EXERCISE INPUTS section start

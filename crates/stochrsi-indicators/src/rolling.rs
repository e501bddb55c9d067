//! Sliding-window kernels.
//!
//! Every kernel here produces one value per full window: a window of size `w`
//! over `L` values yields `L - w + 1` outputs, and nothing when `L < w` or
//! `w == 0`. Each output is aligned to the *end* of its window.

use std::collections::VecDeque;

/// Rolling minimum and maximum using monotonic deques.
///
/// O(n) regardless of window size. Inputs are expected to be free of `NaN`.
pub fn rolling_min_max(values: &[f64], window: usize) -> (Vec<f64>, Vec<f64>) {
    if window == 0 || values.len() < window {
        return (vec![], vec![]);
    }

    let len = values.len() - window + 1;
    let mut mins = Vec::with_capacity(len);
    let mut maxs = Vec::with_capacity(len);

    // Indices into `values`; fronts hold the current window extremes.
    let mut min_idx: VecDeque<usize> = VecDeque::with_capacity(window);
    let mut max_idx: VecDeque<usize> = VecDeque::with_capacity(window);

    for (i, &value) in values.iter().enumerate() {
        while min_idx.back().is_some_and(|&j| values[j] >= value) {
            min_idx.pop_back();
        }
        min_idx.push_back(i);

        while max_idx.back().is_some_and(|&j| values[j] <= value) {
            max_idx.pop_back();
        }
        max_idx.push_back(i);

        if i + 1 < window {
            continue;
        }

        let start = i + 1 - window;
        while min_idx.front().is_some_and(|&j| j < start) {
            min_idx.pop_front();
        }
        while max_idx.front().is_some_and(|&j| j < start) {
            max_idx.pop_front();
        }

        mins.push(values[min_idx[0]]);
        maxs.push(values[max_idx[0]]);
    }

    (mins, maxs)
}

/// Rolling arithmetic mean.
///
/// Each window is summed on its own, so equal inputs average back to exactly
/// that value and a `NaN` only affects the windows that contain it.
pub fn rolling_mean(values: &[f64], window: usize) -> Vec<f64> {
    if window == 0 || values.len() < window {
        return vec![];
    }

    let window_f64 = window as f64;
    values
        .windows(window)
        .map(|w| w.iter().sum::<f64>() / window_f64)
        .collect()
}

EXERCISE INPUTS section end

# WORK TASK:
Please report, as a bare number, how many lines of the data contain the word "Each".

# COMPLETED EXERCISE:
2